I fell asleep last night with your letters by my side.
There must have been a hundred pages,
Scented with the love I've been dreaming of every day.
So it is true that I read all of them before sleep sometimes,
Just once in a little while,
Slowly like the way I long to caress your lips.
And the softness of your touch haunts my every dream,
Like this longing I have of you,
Burning ever so precariously in this moment of my heart.
When I’m not talking to you, I’m thinking of you.
When you’re away, I’m hurting inside for you.
Hurt for you.
I miss you.
When I’m talking to you, I’m thinking of us.
When you’re with me I come alive.
Alive for you.
I love you.
I can’t stop thinking about you.
It’s like you’re stuck in my head.
I think about you everyday.
You say you love me
And I know you mean it too.
But without you here I’m just dead.
I walk alone in town and run when I see someone I know.

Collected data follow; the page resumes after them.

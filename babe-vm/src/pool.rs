//! UTF-8 identifier canonicalization and interned `String` objects.
//!
//! Grounded on `ahash::AHashMap` usage in `exo-jvm/src/vm/object.rs`
//! (`JavaClassInstance::fields`) for the hash-map choice; the
//! canonicalize-by-content-then-compare-by-pointer pooling idea itself has
//! no teacher counterpart (the teacher interns nothing) and is implemented
//! fresh from the property it must satisfy: pooled values are pointer-equal
//! iff byte-equal.

use ahash::AHashMap;

use crate::object::Reference;

/// Canonical storage for every identifier/signature/string-literal the class
/// loader sees. `get(bytes, true)` is the only way to obtain a canonical
/// pointer, so two equal byte strings always resolve to the same `Rc`.
#[derive(Default)]
pub struct UtfPool {
    entries: AHashMap<Vec<u8>, std::rc::Rc<[u8]>>,
}

impl UtfPool {
    pub fn new() -> Self {
        Self::default()
    }

    /// Canonicalize `bytes`. When `add` is false and the key is unknown,
    /// returns `None` instead of inserting it.
    pub fn get(&mut self, bytes: &[u8], add: bool) -> Option<std::rc::Rc<[u8]>> {
        if let Some(existing) = self.entries.get(bytes) {
            return Some(existing.clone());
        }
        if !add {
            return None;
        }
        let rc: std::rc::Rc<[u8]> = bytes.into();
        self.entries.insert(bytes.to_vec(), rc.clone());
        Some(rc)
    }

    pub fn len(&self) -> usize {
        self.entries.len()
    }

    pub fn is_empty(&self) -> bool {
        self.entries.is_empty()
    }

    pub fn iter(&self) -> impl Iterator<Item = &std::rc::Rc<[u8]>> {
        self.entries.values()
    }
}

/// Interned `java.lang.String` instances, keyed by modified-UTF-8 content.
/// Values are heap references into the object model, set once a `String`
/// instance has actually been allocated for that content.
#[derive(Default)]
pub struct InternPool {
    entries: AHashMap<Vec<u8>, Reference>,
}

impl InternPool {
    pub fn new() -> Self {
        Self::default()
    }

    pub fn lookup(&self, content: &[u8]) -> Option<Reference> {
        self.entries.get(content).copied()
    }

    /// Record `r` as the canonical interned `String` for `content`. Callers
    /// are expected to have already checked `lookup` and allocated a fresh
    /// `String` only on a miss.
    pub fn intern(&mut self, content: Vec<u8>, r: Reference) {
        self.entries.insert(content, r);
    }

    pub fn iter(&self) -> impl Iterator<Item = &Reference> {
        self.entries.values()
    }

    /// Content alongside its interned reference, for the rare caller (the
    /// `PrintStream` native shim) that needs to go from a `String` object
    /// back to the bytes it was interned from.
    pub fn iter_entries(&self) -> impl Iterator<Item = (&Vec<u8>, &Reference)> {
        self.entries.iter()
    }
}

#[cfg(test)]
mod tests {
    use super::*;

    #[test]
    fn pooled_utf_is_pointer_equal_iff_byte_equal() {
        let mut pool = UtfPool::new();
        let a = pool.get(b"java/lang/Object", true).unwrap();
        let b = pool.get(b"java/lang/Object", true).unwrap();
        assert!(std::rc::Rc::ptr_eq(&a, &b));
        let c = pool.get(b"java/lang/String", true).unwrap();
        assert!(!std::rc::Rc::ptr_eq(&a, &c));
    }

    #[test]
    fn miss_without_add_returns_none() {
        let mut pool = UtfPool::new();
        assert!(pool.get(b"unseen", false).is_none());
    }
}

When I get to that one place where it all happened,
I just breakdown.
My heart isn’t like it was before.
I always ask myself “where are you?” and “when will you come back?”
I always end up waiting for an answer to come.
Nothing came and it just crushed me inside.
When you’re not here I feel like I should be dead.
When I see couples kissing in public and saying those words,
It hurts me, and I wish it was you and me.
I miss you like whoa, and this poem can’t even explain how much.